Record excerpts:
//! prfind CLI entrypoint for open pull request lookups.

mod cli;

use std::io::{self, Write};
use std::process::ExitCode;

use ortho_config::OrthoConfig;
use prfind::{IntakeError, PrFindConfig};
use tracing::debug;
use tracing_subscriber::EnvFilter;

/// Log filter used when `RUST_LOG` is unset.
const DEFAULT_LOG_FILTER: &str = "warn";

/// Log filter used when `--verbose` is given and `RUST_LOG` is unset.
const VERBOSE_LOG_FILTER: &str = "prfind=debug";

#[tokio::main]
async fn main() -> ExitCode {
    let outcome = run().await;
    exit_code(outcome, &mut io::stderr().lock())
}

/// Reports a failed run on `stderr` and maps the outcome to an exit status.
fn exit_code<W: Write>(outcome: Result<(), IntakeError>, stderr: &mut W) -> ExitCode {
    match outcome {
        Ok(()) => ExitCode::SUCCESS,
        Err(error) => {
            // The status is all that is left to report if stderr is closed.
            let _unreported = writeln!(stderr, "{error}").is_err();
            ExitCode::FAILURE
        }
    }
}

async fn run() -> Result<(), IntakeError> {
    let config = load_config()?;
    init_tracing(config.verbose);
    debug!(
        owner = config.owner.as_deref(),
        repo = config.repo.as_deref(),
        repo_url = config.repo_url.as_deref(),
        "configuration loaded"
    );

    cli::lookup::run(&config).await
}

/// Loads configuration from CLI, environment, and files.
///
/// # Errors
///
/// Returns [`IntakeError::Configuration`] when ortho-config fails to parse
/// arguments or load configuration files.
fn load_config() -> Result<PrFindConfig, IntakeError> {
    PrFindConfig::load().map_err(|error| IntakeError::Configuration {
        message: error.to_string(),
    })
}

/// Installs a stderr subscriber so traces never mix with lookup output.
fn init_tracing(verbose: bool) {
    let fallback = if verbose {
        VERBOSE_LOG_FILTER
    } else {
        DEFAULT_LOG_FILTER
    };
    let filter = EnvFilter::try_from_default_env().unwrap_or_else(|_| EnvFilter::new(fallback));

    // A subscriber may already be installed when embedded; keep that one.
    let _already_installed = tracing_subscriber::fmt()
        .with_env_filter(filter)
        .with_writer(io::stderr)
        .try_init()
        .is_err();
}
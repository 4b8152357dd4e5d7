//! Unit tests for configuration loading and precedence.
//!
//! Tests are organised into modules by functional area:
//! - `helpers`: Shared test utilities
//! - `precedence`: Layer precedence tests
//! - `field_resolution`: Token and repository resolution tests
//! - `lookup_target`: SHA/ref target and strategy selection tests

mod helpers;
//! Pull request records returned by lookups.
//!
//! Types prefixed with `Api` are deserialisation targets for GitHub payloads
//! and convert into the public domain types.

use serde::Deserialize;

#[cfg(feature = "test-support")]
pub mod test_support;

/// State value GitHub reports for open pull requests.
pub const OPEN_STATE: &str = "open";

/// One side of a pull request (the source head or the target base).
#[derive(Debug, Clone, Default, PartialEq, Eq)]
pub struct PullRequestBranch {
    /// Commit SHA at the tip of the branch.
    pub sha: Option<String>,
    /// Branch name, e.g. `main`.
    pub git_ref: Option<String>,
}

/// Read-only view of a pull request.
///
/// Lookups pass these through unmodified; only [`state`](Self::state),
/// the head SHA and the base ref are inspected.
#[derive(Debug, Clone, Default, PartialEq, Eq)]
pub struct PullRequest {
    /// Pull request number.
    pub number: u64,
    /// Title of the pull request.
    pub title: Option<String>,
    /// State (e.g. open, closed).
    pub state: Option<String>,
    /// HTML URL for displaying to a user.
    pub html_url: Option<String>,
    /// Source branch.
    pub head: PullRequestBranch,
    /// Target branch.
    pub base: PullRequestBranch,
}

impl PullRequest {
    /// Returns true when GitHub reports the pull request as open.
    #[must_use]
    pub fn is_open(&self) -> bool {
        self.state.as_deref() == Some(OPEN_STATE)
    }

    /// Head commit SHA, if present.
    #[must_use]
    pub fn head_sha(&self) -> Option<&str> {
        self.head.sha.as_deref()
    }

    /// Base branch name, if present.
    #[must_use]
    pub fn base_ref(&self) -> Option<&str> {
        self.base.git_ref.as_deref()
    }

    /// Returns true when the head SHA equals `sha` exactly.
    #[must_use]
    pub fn has_head_sha(&self, sha: &str) -> bool {
        self.head_sha() == Some(sha)
    }
}

#[derive(Debug, Clone, Deserialize)]
pub(crate) struct ApiPullRequest {
    number: u64,
    title: Option<String>,
    state: Option<String>,
    html_url: Option<String>,
    head: Option<ApiBranch>,
    base: Option<ApiBranch>,
}

#[derive(Debug, Clone, Deserialize)]
struct ApiBranch {
    sha: Option<String>,
    #[serde(rename = "ref")]
    git_ref: Option<String>,
}

impl From<ApiBranch> for PullRequestBranch {
    fn from(value: ApiBranch) -> Self {
        Self {
            sha: value.sha,
            git_ref: value.git_ref,
        }
    }
}

impl From<ApiPullRequest> for PullRequest {
    fn from(value: ApiPullRequest) -> Self {
        Self {
            number: value.number,
            title: value.title,
            state: value.state,
            html_url: value.html_url,
            head: value.head.map(PullRequestBranch::from).unwrap_or_default(),
            base: value.base.map(PullRequestBranch::from).unwrap_or_default(),
        }
    }
}
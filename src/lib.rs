//! prfind library crate for finding the open pull requests of a commit or
//! branch.
//!
//! The library wraps Octocrab behind a small gateway trait, walks GitHub's
//! paginated list endpoints, and filters the results. A commit lookup asks
//! GitHub for the pull requests associated with the commit and, when that
//! finds nothing, scans every open pull request for a matching head.

pub mod config;
pub mod github;

pub use config::{LookupTarget, PrFindConfig};
pub use github::{
    GatewayError, IntakeError, ListPullRequestsParams, LookupError, LookupOperation,
    OctocrabGateway, PageRequest, PersonalAccessToken, PullRequest, PullRequestBranch,
    PullRequestFinder, PullRequestGateway, PullRequestPage, RateLimitInfo, RepositoryLocator,
    ShaStrategy,
};
//! CLI operation handlers.
//!
//! - [`lookup`]: Find open pull requests for a commit SHA or branch ref
//!
//! Output formatting utilities are in [`output`].

pub mod lookup;
pub mod output;
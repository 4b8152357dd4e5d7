//! GitHub pull request lookups.
//!
//! This module finds the open pull requests attached to a commit or branch.
//! Requests go through the [`PullRequestGateway`] trait, implemented with
//! Octocrab by [`OctocrabGateway`]. Failures are mapped into [`GatewayError`]
//! and wrapped in a [`LookupError`] naming the operation and repository.

pub mod error;
pub mod finder;
pub mod gateway;
pub mod locator;
pub mod models;
pub mod pagination;
pub mod reference;

pub use error::{GatewayError, IntakeError, LookupError, LookupOperation, RateLimitInfo};
pub use finder::{PullRequestFinder, ShaStrategy, UnknownStrategy};
pub use gateway::{ListPullRequestsParams, OctocrabGateway, PullRequestGateway};
pub use locator::{PersonalAccessToken, RepositoryLocator, RepositoryName, RepositoryOwner};
pub use models::{PullRequest, PullRequestBranch};
pub use pagination::{PageRequest, PullRequestPage};

#[cfg(test)]
pub use gateway::MockPullRequestGateway;

#[cfg(test)]
mod tests;
//! Octocrab client construction.

use http::Uri;
use octocrab::Octocrab;
use url::Url;

use crate::github::error::GatewayError;
use crate::github::locator::PersonalAccessToken;

use super::error_mapping::map_octocrab_error;

/// Builds an authenticated Octocrab client rooted at `api_base`.
///
/// # Errors
///
/// Returns `GatewayError::InvalidUrl` when the base URI cannot be parsed or
/// `GatewayError::Api` when Octocrab fails to construct a client.
pub(super) fn build_octocrab_client(
    token: &PersonalAccessToken,
    api_base: &Url,
) -> Result<Octocrab, GatewayError> {
    let base_uri: Uri = api_base
        .as_str()
        .parse::<Uri>()
        .map_err(|error| GatewayError::InvalidUrl(error.to_string()))?;

    Octocrab::builder()
        .personal_token(token.value())
        .base_uri(base_uri)
        .map_err(|error| GatewayError::InvalidUrl(format!("base URI rejected: {error}")))?
        .build()
        .map_err(|error| map_octocrab_error("build client", &error))
}
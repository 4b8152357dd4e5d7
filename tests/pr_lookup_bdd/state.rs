//! Scenario state and lookup runner for the pull request lookup BDD tests.

use prfind::{
    IntakeError, OctocrabGateway, PersonalAccessToken, PullRequest, PullRequestFinder,
    RepositoryLocator,
};
use rstest_bdd::Slot;
use rstest_bdd_macros::ScenarioState;
use wiremock::MockServer;

use super::runtime::{SharedRuntime, ensure_runtime_and_server};

/// What a scenario looks up.
#[derive(Debug, Clone)]
pub(crate) enum LookupSubject {
    Commit(String),
    Ref(String),
}

#[derive(ScenarioState, Default)]
pub(crate) struct LookupState {
    pub(crate) runtime: Slot<SharedRuntime>,
    pub(crate) server: Slot<MockServer>,
    pub(crate) token: Slot<String>,
    pub(crate) result: Slot<Vec<PullRequest>>,
    pub(crate) error: Slot<IntakeError>,
}

/// Base URI of the scenario's mock server.
///
/// # Panics
///
/// Panics if the runtime cannot be created.
pub(crate) fn server_uri(lookup_state: &LookupState) -> String {
    ensure_runtime_and_server(&lookup_state.runtime, &lookup_state.server)
        .unwrap_or_else(|error| panic!("failed to initialise runtime: {error}"));
    lookup_state
        .server
        .with_ref(MockServer::uri)
        .unwrap_or_else(|| panic!("mock server URL missing"))
}

/// Runs a lookup against the mock server for the `owner/repo` slug.
pub(crate) fn run_lookup(
    lookup_state: &LookupState,
    slug: &str,
    subject: &LookupSubject,
) -> Result<Vec<PullRequest>, IntakeError> {
    let runtime = ensure_runtime_and_server(&lookup_state.runtime, &lookup_state.server)
        .map_err(|error| IntakeError::Io {
            message: error.to_string(),
        })?;
    let locator = RepositoryLocator::parse(&format!("{}/{slug}", server_uri(lookup_state)))?;
    let token_value = lookup_state.token.get().ok_or(IntakeError::MissingToken)?;
    let token = PersonalAccessToken::new(token_value)?;

    runtime.block_on(async {
        let gateway = OctocrabGateway::for_token(&token, &locator)?;
        let finder = PullRequestFinder::new(&gateway);

        let found = match subject {
            LookupSubject::Commit(sha) => finder.for_sha(&locator, sha).await?,
            LookupSubject::Ref(git_ref) => finder.for_ref(&locator, git_ref).await?,
        };
        Ok(found)
    })
}
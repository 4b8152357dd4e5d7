//! Repository identity and credentials for pull request lookups.

use std::fmt;

use url::Url;

use super::error::{GatewayError, IntakeError};

const GITHUB_API_BASE: &str = "https://api.github.com";

/// Repository owner wrapper to avoid stringly typed parameters.
#[derive(Debug, Clone, PartialEq, Eq)]
pub struct RepositoryOwner(String);

impl RepositoryOwner {
    pub(crate) fn new(value: &str) -> Result<Self, IntakeError> {
        if value.is_empty() {
            return Err(IntakeError::MissingPathSegments);
        }
        Ok(Self(value.to_owned()))
    }

    /// Borrow the owner value.
    #[must_use]
    pub const fn as_str(&self) -> &str {
        self.0.as_str()
    }
}

/// Repository name wrapper to prevent parameter mix-ups.
#[derive(Debug, Clone, PartialEq, Eq)]
pub struct RepositoryName(String);

impl RepositoryName {
    pub(crate) fn new(value: &str) -> Result<Self, IntakeError> {
        if value.is_empty() {
            return Err(IntakeError::MissingPathSegments);
        }
        Ok(Self(value.to_owned()))
    }

    /// Borrow the repository name.
    #[must_use]
    pub const fn as_str(&self) -> &str {
        self.0.as_str()
    }
}

/// Personal access token wrapper enforcing presence.
#[derive(Clone, PartialEq, Eq)]
pub struct PersonalAccessToken(String);

impl PersonalAccessToken {
    /// Validates that the token is non-empty and trims whitespace.
    ///
    /// # Errors
    ///
    /// Returns `IntakeError::MissingToken` when the supplied string is blank.
    pub fn new(token: impl AsRef<str>) -> Result<Self, IntakeError> {
        let trimmed = token.as_ref().trim();
        if trimmed.is_empty() {
            return Err(IntakeError::MissingToken);
        }
        Ok(Self(trimmed.to_owned()))
    }

    /// Borrow the token value.
    #[must_use]
    pub const fn value(&self) -> &str {
        self.0.as_str()
    }
}

impl AsRef<str> for PersonalAccessToken {
    fn as_ref(&self) -> &str {
        self.value()
    }
}

impl fmt::Debug for PersonalAccessToken {
    fn fmt(&self, f: &mut fmt::Formatter<'_>) -> fmt::Result {
        f.write_str("PersonalAccessToken(***)")
    }
}

/// GitHub repository plus the API base URL used to reach it.
///
/// # Example
///
/// ```
/// use prfind::RepositoryLocator;
///
/// let locator = RepositoryLocator::parse("https://github.com/octo/repo")
///     .expect("should parse repository URL");
/// assert_eq!(locator.slug(), "octo/repo");
/// assert_eq!(locator.api_base().as_str(), "https://api.github.com/");
/// ```
#[derive(Debug, Clone, PartialEq, Eq)]
pub struct RepositoryLocator {
    api_base: Url,
    owner: RepositoryOwner,
    repository: RepositoryName,
}

impl RepositoryLocator {
    /// Creates a locator for a repository hosted on `github.com`.
    ///
    /// # Errors
    ///
    /// Returns `IntakeError::MissingPathSegments` when owner or repo is empty.
    pub fn from_owner_repo(owner: &str, repo: &str) -> Result<Self, IntakeError> {
        let validated_owner = RepositoryOwner::new(owner)?;
        let repository = RepositoryName::new(repo)?;
        let api_base =
            Url::parse(GITHUB_API_BASE).map_err(|error| IntakeError::InvalidUrl(error.to_string()))?;

        Ok(Self {
            api_base,
            owner: validated_owner,
            repository,
        })
    }

    /// Parses a repository URL in the form `https://<host>/<owner>/<repo>`.
    ///
    /// Trailing path segments such as `/pulls` are ignored. Hosts other than
    /// `github.com` are treated as GitHub Enterprise and use `<host>/api/v3`.
    ///
    /// # Errors
    ///
    /// Returns `IntakeError::InvalidUrl` when parsing fails or
    /// `MissingPathSegments` when owner or repository is absent.
    pub fn parse(input: &str) -> Result<Self, IntakeError> {
        let parsed =
            Url::parse(input).map_err(|error| IntakeError::InvalidUrl(error.to_string()))?;

        let mut segments = parsed
            .path_segments()
            .ok_or(IntakeError::MissingPathSegments)?;
        let owner = RepositoryOwner::new(segments.next().unwrap_or_default())?;
        let repository = RepositoryName::new(
            segments
                .next()
                .unwrap_or_default()
                .trim_end_matches(".git"),
        )?;
        let api_base = derive_api_base(&parsed)?;

        Ok(Self {
            api_base,
            owner,
            repository,
        })
    }

    /// API base URL derived from the repository host.
    #[must_use]
    pub const fn api_base(&self) -> &Url {
        &self.api_base
    }

    /// Repository owner.
    #[must_use]
    pub const fn owner(&self) -> &RepositoryOwner {
        &self.owner
    }

    /// Repository name.
    #[must_use]
    pub const fn repository(&self) -> &RepositoryName {
        &self.repository
    }

    /// Repository in `owner/repo` form.
    #[must_use]
    pub fn slug(&self) -> String {
        format!("{}/{}", self.owner.as_str(), self.repository.as_str())
    }

    /// API path for listing pull requests.
    pub(crate) fn pulls_path(&self) -> Result<String, GatewayError> {
        self.api_path(&[
            "repos",
            self.owner.as_str(),
            self.repository.as_str(),
            "pulls",
        ])
    }

    /// API path for listing pull requests associated with a commit.
    ///
    /// `sha` is percent-encoded as a single segment, so `/`, `?` or `#` in it
    /// cannot change the route.
    pub(crate) fn commit_pulls_path(&self, sha: &str) -> Result<String, GatewayError> {
        self.api_path(&[
            "repos",
            self.owner.as_str(),
            self.repository.as_str(),
            "commits",
            sha,
            "pulls",
        ])
    }

    /// Joins `segments` into an absolute, percent-encoded path.
    ///
    /// The API base prefix is not included; the client adds it.
    fn api_path(&self, segments: &[&str]) -> Result<String, GatewayError> {
        let mut url = self.api_base.clone();
        url.path_segments_mut()
            .map_err(|()| {
                GatewayError::InvalidUrl(format!("{} cannot carry a path", self.api_base))
            })?
            .clear()
            .extend(segments);
        Ok(url.path().to_owned())
    }
}

fn derive_api_base(parsed: &Url) -> Result<Url, IntakeError> {
    let host = parsed
        .host_str()
        .ok_or_else(|| IntakeError::InvalidUrl("URL must include a host".to_owned()))?;

    if host.eq_ignore_ascii_case("github.com") {
        return Url::parse(GITHUB_API_BASE)
            .map_err(|error| IntakeError::InvalidUrl(error.to_string()));
    }

    let mut api_url = parsed.clone();
    api_url.set_path("api/v3");
    api_url.set_query(None);
    api_url.set_fragment(None);
    Ok(api_url)
}
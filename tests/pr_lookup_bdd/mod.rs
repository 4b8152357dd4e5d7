//! Support modules for the pull request lookup BDD tests.

#[path = "../support/runtime.rs"]
pub(crate) mod runtime;
pub(crate) mod state;

pub(crate) use state::{LookupState, LookupSubject, run_lookup, server_uri};
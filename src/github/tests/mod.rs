//! Unit tests for repository locators, tokens, and page types.

use rstest::rstest;

use super::{IntakeError, PageRequest, PersonalAccessToken, PullRequestPage, RepositoryLocator};

#[rstest]
fn parses_repository_url() {
    let locator = RepositoryLocator::parse("https://github.com/octo/repo")
        .expect("should parse repository URL");
    assert_eq!(locator.owner().as_str(), "octo", "owner mismatch");
    assert_eq!(locator.repository().as_str(), "repo", "repository mismatch");
    assert_eq!(
        locator.api_base().as_str(),
        "https://api.github.com/",
        "api base mismatch"
    );
}

#[rstest]
#[case::trailing_path("https://github.com/octo/repo/pulls")]
#[case::git_suffix("https://github.com/octo/repo.git")]
#[case::trailing_slash("https://github.com/octo/repo/")]
fn parses_repository_url_variants(#[case] input: &str) {
    let locator = RepositoryLocator::parse(input).expect("should parse repository URL");
    assert_eq!(locator.slug(), "octo/repo", "slug mismatch for {input}");
}

#[rstest]
fn parses_enterprise_repository_url() {
    let locator = RepositoryLocator::parse("https://ghe.example.com/foo/bar")
        .expect("should parse enterprise repository URL");
    assert_eq!(
        locator.api_base().as_str(),
        "https://ghe.example.com/api/v3",
        "enterprise api base mismatch"
    );
}

#[rstest]
fn enterprise_api_base_keeps_port() {
    let locator = RepositoryLocator::parse("http://127.0.0.1:8080/foo/bar")
        .expect("should parse local repository URL");
    assert_eq!(
        locator.api_base().as_str(),
        "http://127.0.0.1:8080/api/v3",
        "api base should keep scheme and port"
    );
}

#[rstest]
#[case::missing_repo("https://github.com/octo")]
#[case::missing_both("https://github.com/")]
fn rejects_incomplete_repository_url(#[case] input: &str) {
    let result = RepositoryLocator::parse(input);
    assert!(
        matches!(result, Err(IntakeError::MissingPathSegments)),
        "expected MissingPathSegments for {input}, got {result:?}"
    );
}

#[rstest]
fn rejects_invalid_url() {
    let result = RepositoryLocator::parse("octo/repo");
    assert!(
        matches!(result, Err(IntakeError::InvalidUrl(_))),
        "expected InvalidUrl for malformed URL, got {result:?}"
    );
}

#[rstest]
fn repository_locator_from_owner_repo_builds_paths() {
    let locator =
        RepositoryLocator::from_owner_repo("octo", "repo").expect("should create locator");
    assert_eq!(locator.pulls_path().ok().as_deref(), Some("/repos/octo/repo/pulls"));
    assert_eq!(
        locator.commit_pulls_path("abc123").ok().as_deref(),
        Some("/repos/octo/repo/commits/abc123/pulls")
    );
}

#[rstest]
#[case::slash("a/b", "/repos/octo/repo/commits/a%2Fb/pulls")]
#[case::query("abc?state=closed", "/repos/octo/repo/commits/abc%3Fstate=closed/pulls")]
#[case::fragment("abc#frag", "/repos/octo/repo/commits/abc%23frag/pulls")]
fn commit_pulls_path_keeps_sha_in_one_segment(#[case] sha: &str, #[case] expected: &str) {
    let locator =
        RepositoryLocator::from_owner_repo("octo", "repo").expect("should create locator");
    assert_eq!(
        locator.commit_pulls_path(sha).ok().as_deref(),
        Some(expected),
        "unexpected path for {sha:?}"
    );
}

#[rstest]
fn enterprise_paths_exclude_api_prefix() {
    let locator = RepositoryLocator::parse("https://ghe.example.com/octo/repo")
        .expect("should parse enterprise repository URL");
    assert_eq!(locator.pulls_path().ok().as_deref(), Some("/repos/octo/repo/pulls"));
}

#[rstest]
#[case::empty_owner("", "repo")]
#[case::empty_repo("octo", "")]
fn repository_locator_rejects_empty_segments(#[case] owner: &str, #[case] repo: &str) {
    let result = RepositoryLocator::from_owner_repo(owner, repo);
    assert!(
        matches!(result, Err(IntakeError::MissingPathSegments)),
        "expected MissingPathSegments, got {result:?}"
    );
}

#[rstest]
#[case::empty("")]
#[case::whitespace("   ")]
fn rejects_blank_token(#[case] token: &str) {
    let result = PersonalAccessToken::new(token);
    assert!(
        matches!(result, Err(IntakeError::MissingToken)),
        "expected MissingToken, got {result:?}"
    );
}

#[rstest]
fn token_debug_output_is_redacted() {
    let token = PersonalAccessToken::new(" ghp_secret ").expect("token should be valid");
    assert_eq!(token.value(), "ghp_secret", "token should be trimmed");
    assert!(
        !format!("{token:?}").contains("ghp_secret"),
        "debug output must not leak the token"
    );
}

#[rstest]
#[case::exhausted(0, None)]
#[case::more(4, Some(4))]
fn page_cursor_zero_means_exhausted(#[case] next_page: u32, #[case] expected: Option<u32>) {
    let page = PullRequestPage::new(Vec::new(), next_page);
    assert_eq!(page.next(), expected);
}

#[rstest]
fn page_request_keeps_size_when_moving() {
    let request = PageRequest::new(1, 25).at(7);
    assert_eq!(request.page(), 7);
    assert_eq!(request.per_page(), 25);
}
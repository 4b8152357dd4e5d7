//! Page requests and page results for GitHub list endpoints.
//!
//! GitHub paginates list endpoints with `page`/`per_page` query parameters
//! and advertises the following page through the `Link` header. Gateways
//! reduce that header to a single integer cursor where `0` means there are
//! no further pages.

use super::models::PullRequest;

/// Items requested per page by lookups.
///
/// GitHub caps `per_page` at 100, so this keeps round trips to a minimum.
pub const PER_PAGE: u8 = 100;

/// Largest `per_page` value GitHub accepts.
pub const MAX_PER_PAGE: u8 = 100;

/// A request for one page of results.
///
/// # Example
///
/// ```
/// use prfind::github::pagination::PageRequest;
///
/// let first = PageRequest::first();
/// assert_eq!(first.page(), 1);
/// assert_eq!(first.per_page(), 100);
/// assert_eq!(first.at(3).page(), 3);
/// ```
#[derive(Debug, Clone, Copy, PartialEq, Eq)]
pub struct PageRequest {
    page: u32,
    per_page: u8,
}

impl PageRequest {
    /// Creates a request for `page` (1-based) with `per_page` items.
    #[must_use]
    pub const fn new(page: u32, per_page: u8) -> Self {
        Self { page, per_page }
    }

    /// First page at the lookup page size.
    #[must_use]
    pub const fn first() -> Self {
        Self::new(1, PER_PAGE)
    }

    /// Same page size, different page.
    #[must_use]
    pub const fn at(self, page: u32) -> Self {
        Self::new(page, self.per_page)
    }

    /// Page number (1-based).
    #[must_use]
    pub const fn page(&self) -> u32 {
        self.page
    }

    /// Items per page.
    #[must_use]
    pub const fn per_page(&self) -> u8 {
        self.per_page
    }
}

impl Default for PageRequest {
    fn default() -> Self {
        Self::first()
    }
}

/// One page of pull requests and the cursor for the next one.
#[derive(Debug, Clone, Default, PartialEq, Eq)]
pub struct PullRequestPage {
    /// Pull requests in API response order.
    pub items: Vec<PullRequest>,
    /// Next page number; `0` when this is the last page.
    pub next_page: u32,
}

impl PullRequestPage {
    /// Creates a page with the given items and cursor.
    #[must_use]
    pub const fn new(items: Vec<PullRequest>, next_page: u32) -> Self {
        Self { items, next_page }
    }

    /// Creates a final page.
    #[must_use]
    pub const fn last(items: Vec<PullRequest>) -> Self {
        Self::new(items, 0)
    }

    /// Page to request next, or `None` once the listing is exhausted.
    #[must_use]
    pub const fn next(&self) -> Option<u32> {
        if self.next_page == 0 {
            None
        } else {
            Some(self.next_page)
        }
    }
}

Problem to work on: The first line of the data, the line with "let fallback = if", and all lines in between are to be copied exactly. Leave out everything else.

Written response:
//! prfind CLI entrypoint for open pull request lookups.

mod cli;

use std::io::{self, Write};
use std::process::ExitCode;

use ortho_config::OrthoConfig;
use prfind::{IntakeError, PrFindConfig};
use tracing::debug;
use tracing_subscriber::EnvFilter;

/// Log filter used when `RUST_LOG` is unset.
const DEFAULT_LOG_FILTER: &str = "warn";

/// Log filter used when `--verbose` is given and `RUST_LOG` is unset.
const VERBOSE_LOG_FILTER: &str = "prfind=debug";

#[tokio::main]
async fn main() -> ExitCode {
    let outcome = run().await;
    exit_code(outcome, &mut io::stderr().lock())
}

/// Reports a failed run on `stderr` and maps the outcome to an exit status.
fn exit_code<W: Write>(outcome: Result<(), IntakeError>, stderr: &mut W) -> ExitCode {
    match outcome {
        Ok(()) => ExitCode::SUCCESS,
        Err(error) => {
            // The status is all that is left to report if stderr is closed.
            let _unreported = writeln!(stderr, "{error}").is_err();
            ExitCode::FAILURE
        }
    }
}

async fn run() -> Result<(), IntakeError> {
    let config = load_config()?;
    init_tracing(config.verbose);
    debug!(
        owner = config.owner.as_deref(),
        repo = config.repo.as_deref(),
        repo_url = config.repo_url.as_deref(),
        "configuration loaded"
    );

    cli::lookup::run(&config).await
}

/// Loads configuration from CLI, environment, and files.
///
/// # Errors
///
/// Returns [`IntakeError::Configuration`] when ortho-config fails to parse
/// arguments or load configuration files.
fn load_config() -> Result<PrFindConfig, IntakeError> {
    PrFindConfig::load().map_err(|error| IntakeError::Configuration {
        message: error.to_string(),
    })
}

/// Installs a stderr subscriber so traces never mix with lookup output.
fn init_tracing(verbose: bool) {
    let fallback = if verbose {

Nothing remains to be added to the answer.